Design and Implementation of Search Engine System
CHAPTER ONE
AIM AND OBJECTIVES OF STUDY
The aim of the study is to design and implement a student research search engine. The objective of this study is to develop an application that will ease the stress associated with the existing manual system as earlier stated, while focusing on a research search system. This study aims to achieve the following;
- To create a database management system (DBMS) which store research material and provides security for the stored data.
- To provide quick and efficient means retrieving student research/projects material through a search system
- At the completion of this work, this system will improve the management of a research library which can be uses as a model in building digital research library.
CHAPTER TWO
LITERATURE REVIEW
INTRODUCTION
Site-specific search engine has become increasingly important for the web sites of education institutes, government and private companies because it provides more detailed information that general search engine usually can’t offer.
In order to facilitate user’s surfing experience on their web sites, many institutes either license the searching tools from general search engine companies such as Google or create their own primitive search engines.
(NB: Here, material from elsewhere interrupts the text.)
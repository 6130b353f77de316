pub mod controls_panel;
pub mod cross_section;
pub mod model_info;
pub mod status_bar;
Neither of these two options is ideal in some case because licensing search engine usually costs a lot of money and the searching quality of self-created primitive search engine is not satisfactory due to the lack of the expertise of applying modern technologies of building search engine, although these kind of technologies are available to public due to many researcher’s hard work in the field of information retrieval in several decades. So the research in building a low cost or free site-specific search engine that can produce detailed and satisfactory results in response to user’s query has a wide and practical application as more and more information are put on the internet.
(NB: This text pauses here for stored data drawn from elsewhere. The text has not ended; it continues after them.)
//! Integration tests for the load pipeline.
//!
//! Tests end-to-end: bytes + optional name -> detect -> parse -> normalize ->
//! installed mesh set, through the public viewer API.

use std::time::Duration;

use glam::Vec3;
use mesh_viewer_lib::error::LoadError;
use mesh_viewer_lib::fixtures::*;
use mesh_viewer_lib::harness::TestHarness;
use mesh_viewer_lib::normalize::NEUTRAL_COLOR;
use mesh_viewer_lib::LoadStatus;
use shared::ModelFormat;

fn stl_cube_at(center: Vec3) -> Vec<u8> {
    binary_stl(&offset_cube_triangles(center))
}

#[test]
fn test_glb_end_to_end() {
    let mut h = TestHarness::new();
    h.load_bytes(Some("two.glb"), two_mesh_glb()).unwrap();

    assert_eq!(h.viewer.status(), &LoadStatus::Ready);
    assert_eq!(h.mesh_count(), 2);
    let errors = h.validate_meshes();
    assert!(errors.is_empty(), "Validation errors: {:?}", errors);

    let info = h.viewer.model_info().unwrap();
    assert_eq!(info.format, ModelFormat::Glb);
    assert!(!info.detection.is_probed());
    assert_eq!(info.display_name(), "two.glb");
    assert_eq!(info.size_bytes, two_mesh_glb().len());
}

#[test]
fn test_shared_material_is_not_aliased() {
    let mut h = TestHarness::new();
    h.load_bytes(Some("two.glb"), two_mesh_glb()).unwrap();
    let colors: Vec<_> = h.viewer.meshes().iter().map(|r| r.material.color()).collect();
    assert_eq!(colors, vec![SHARED_BASE_COLOR, SHARED_BASE_COLOR]);

    let left = h.mesh_named("Left").unwrap();
    h.viewer.set_highlight_enabled(true);
    h.click_mesh(left).unwrap();

    let right = h.mesh_named("Right").unwrap();
    assert_eq!(
        h.viewer.meshes().get(right).unwrap().material.color(),
        SHARED_BASE_COLOR
    );
}

#[test]
fn test_embedded_gltf_by_name() {
    let mut h = TestHarness::new();
    h.load_bytes(Some("cube.gltf"), embedded_gltf().into_bytes()).unwrap();
    assert_eq!(h.mesh_count(), 1);
    assert_eq!(h.viewer.model_info().unwrap().format, ModelFormat::Gltf);
}

#[test]
fn test_stl_hinted_and_recentered() {
    let mut h = TestHarness::new();
    h.load_bytes(Some("model.stl"), stl_cube_at(Vec3::new(3.0, -2.0, 7.0))).unwrap();

    assert_eq!(h.mesh_count(), 1);
    let record = h.viewer.meshes().iter().next().unwrap();
    assert!(record.bounds.center().length() < 1e-4);
    assert_eq!(record.material.color(), NEUTRAL_COLOR);
    assert!(!h.viewer.model_info().unwrap().detection.is_probed());
}

#[test]
fn test_stl_without_extension_is_probed() {
    let mut h = TestHarness::new();
    h.load_bytes(None, stl_cube_at(Vec3::ZERO)).unwrap();

    let info = h.viewer.model_info().unwrap();
    assert_eq!(info.format, ModelFormat::Stl);
    assert!(info.detection.is_probed());
    assert_eq!(info.display_name(), "Untitled");
}

#[test]
fn test_ascii_stl_without_extension() {
    let mut h = TestHarness::new();
    h.load_bytes(None, ascii_stl().into_bytes()).unwrap();
    assert_eq!(h.mesh_count(), 1);
    assert_eq!(h.viewer.meshes().triangle_count(), 1);
}

#[test]
fn test_glb_without_extension_is_probed() {
    let mut h = TestHarness::new();
    h.load_bytes(None, two_mesh_glb()).unwrap();
    let info = h.viewer.model_info().unwrap();
    assert_eq!(info.format, ModelFormat::Glb);
    assert!(info.detection.is_probed());
}

#[test]
fn test_unsupported_extension_touches_nothing() {
    let mut h = TestHarness::new();
    let err = h.load_bytes(Some("model.obj"), two_mesh_glb()).unwrap_err();
    assert!(matches!(err, LoadError::UnsupportedFormat { .. }));
    assert!(!h.viewer.has_model());
    assert_eq!(h.viewer.resources().live_count(), 0);
}

#[test]
fn test_hinted_parse_failure_is_malformed() {
    let mut h = TestHarness::new();
    let err = h.load_bytes(Some("model.glb"), stl_cube_at(Vec3::ZERO)).unwrap_err();
    assert!(matches!(err, LoadError::MalformedDocument(_)));
    assert!(matches!(h.viewer.status(), LoadStatus::Failed(_)));
}

#[test]
fn test_failed_load_keeps_previous_model() {
    let mut h = TestHarness::new();
    h.load_bytes(Some("two.glb"), two_mesh_glb()).unwrap();
    assert!(h.load_bytes(Some("broken.glb"), bad_index_glb()).is_err());

    assert_eq!(h.mesh_count(), 2);
    assert_eq!(h.viewer.model_info().unwrap().format, ModelFormat::Glb);
}

#[test]
fn test_external_buffer_rejected() {
    let mut h = TestHarness::new();
    let err = h
        .load_bytes(Some("scene.gltf"), external_buffer_gltf().into_bytes())
        .unwrap_err();
    assert!(matches!(err, LoadError::MalformedDocument(_)));
    assert!(!h.viewer.has_model());
}

#[test]
fn test_nested_and_instanced_transforms_baked() {
    let mut h = TestHarness::new();
    h.load_bytes(Some("nested.glb"), nested_glb()).unwrap();
    let record = h.viewer.meshes().iter().next().unwrap();
    assert!((record.bounds.center() - Vec3::new(3.0, 0.0, 0.0)).length() < 1e-4);

    h.load_bytes(Some("instanced.glb"), instanced_glb()).unwrap();
    assert_eq!(h.mesh_count(), 4);
    let left = h.viewer.meshes().iter().filter(|r| r.bounds.center().x < 0.0).count();
    assert_eq!(left, 2);
}

#[test]
fn test_stale_load_never_installs() {
    let mut h = TestHarness::new();
    let a = h.begin_load(Some("a.glb"), two_mesh_glb()).unwrap();
    let b = h.begin_load(Some("b.stl"), stl_cube_at(Vec3::ZERO)).unwrap();

    // B finishes first, then A arrives late
    h.finish_load(&b).unwrap();
    let err = h.finish_load(&a).unwrap_err();
    assert!(matches!(err, LoadError::StaleLoad { .. }));

    assert_eq!(h.viewer.model_info().unwrap().format, ModelFormat::Stl);
    assert_eq!(h.mesh_count(), 1);
    assert_eq!(h.viewer.resources().live_count(), 1);
}

#[test]
fn test_sources_released_on_replace_and_clear() {
    let mut h = TestHarness::new();
    h.load_bytes(Some("a.glb"), two_mesh_glb()).unwrap();
    h.load_bytes(Some("b.stl"), stl_cube_at(Vec3::ZERO)).unwrap();
    assert_eq!(h.viewer.resources().live_count(), 1);
    assert_eq!(h.viewer.resources().released_count(), 1);

    h.clear();
    assert_eq!(h.viewer.resources().live_count(), 0);
    assert_eq!(h.viewer.resources().released_count(), 2);

    // Clearing twice releases nothing more
    h.clear();
    assert_eq!(h.viewer.resources().released_count(), 2);
}

#[test]
fn test_background_load_lands() {
    let mut h = TestHarness::new();
    h.load_in_background(Some("two.glb"), two_mesh_glb()).unwrap();
    assert!(h.viewer.status().is_loading());

    let applied = h.wait_for_loads(Duration::from_secs(10));
    assert_eq!(applied, 1);
    assert_eq!(h.viewer.status(), &LoadStatus::Ready);
    assert_eq!(h.mesh_count(), 2);
}

#[test]
fn test_background_superseded_load_is_dropped() {
    let mut h = TestHarness::new();
    h.load_in_background(Some("a.glb"), two_mesh_glb()).unwrap();
    h.load_in_background(Some("b.stl"), stl_cube_at(Vec3::ZERO)).unwrap();

    h.wait_for_loads(Duration::from_secs(10));
    assert_eq!(h.viewer.model_info().unwrap().format, ModelFormat::Stl);
    assert_eq!(h.viewer.resources().live_count(), 1);
}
As an experiment of building a robust, reliable and capable site-specific search engine, a simple search engine for web site of Ogun State Institute of Technology, Igbesa has been built using the technologies explored in the information and retrieved from journals and internet downloadable materials. This section is set aside to give analysis of these journals.
HISTORY OF SEARCH ENGINE AND DEVELOPMENT OF SRS
In the summer of 1993, no search engine existed for the web, though numerous specialized catalogues were maintained by hand. Oscar Nierstrasz at the University of Geneva wrote a series of Perl scripts that periodically mirrored these pages and rewrote them into a standard format. This formed the basis for W3Catalog, the web’s first primitive search engine, released on September 2, 1993. The web’s second search engine Aliweb appeared in November 1993. One of the first “all text” crawler-based search engines was WebCrawler, which came out in 1994. Google adopted the idea of selling search terms in 1998, from a small search engine company named goto.com. Around 2000, Google’s search engine rose to prominence (Chakkrit, 2007).
The company achieved better results for many searches with an innovation called PageRank. By 2000, Yahoo! was providing search services based on Inktomi’s search engine. Yahoo! acquired Inktomi in 2002, and Overture (which owned Allthe Web and AltaVista) in 2003. Yahoo! switched to Google’s search engine until 2004, when it launched its own search engine based on the combined technologies of its acquisitions. Microsoft’s rebranded search engine, Bing, was launched on June 1, 2009. On July 29, 2009, Yahoo! and Microsoft finalized a deal in which Yahoo! Search would be powered by Microsoft Bing technology. By the passing of time the use of search engine is increasing. As increased use of search engine for searching information, a system has been developed that helps users to search information. When a person wants to search anything he simply places his words in search engine. Then search engine returns him relevant information according to his/her words based on many more criteria. But user has to extract their necessary information after doing much analysis as search engines can’t give the exact information manually. This makes searching for any information very time consuming. Then we thought that we may develop search reporter system so that users may search and get any information manually and which is not time consuming. Search engines use many criteria such as SEO (Search Engine Optimization), searching and returning information but we choose primarily only the words that are given for searching. On the stage of developing the SRS at first, admin places a keyword in the field that is defined for him. Then the system which is connected to any search engine such as Google will get all the titles, URLs and descriptions and then check and count the keyword in the web pages of the URLs. Then the titles, URLs, descriptions, number of matches of the keyword and an associated id against the keyword are stored in database. Now, if a user searches for a keyword, then the search reporter loads the search results from database and then ranking the pages based on its highest number of matching keywords. As search engines updated their information day by day, so the admin needs to update the database of SRS day by day so that user gets the updated information from the SRS.
CHAPTER THREE
RESEARCH METHODOLOGY
INTRODUCTION
The latest demanding tools and technologies such as HTML, PHP, CSS, JavaScript, MySQL database, and Apache web server have been used to develop the SRS. More significantly, a phonetic algorithm namely Metaphone algorithm has been used for searching in SRS to ignore the spelling error in the searching keywords.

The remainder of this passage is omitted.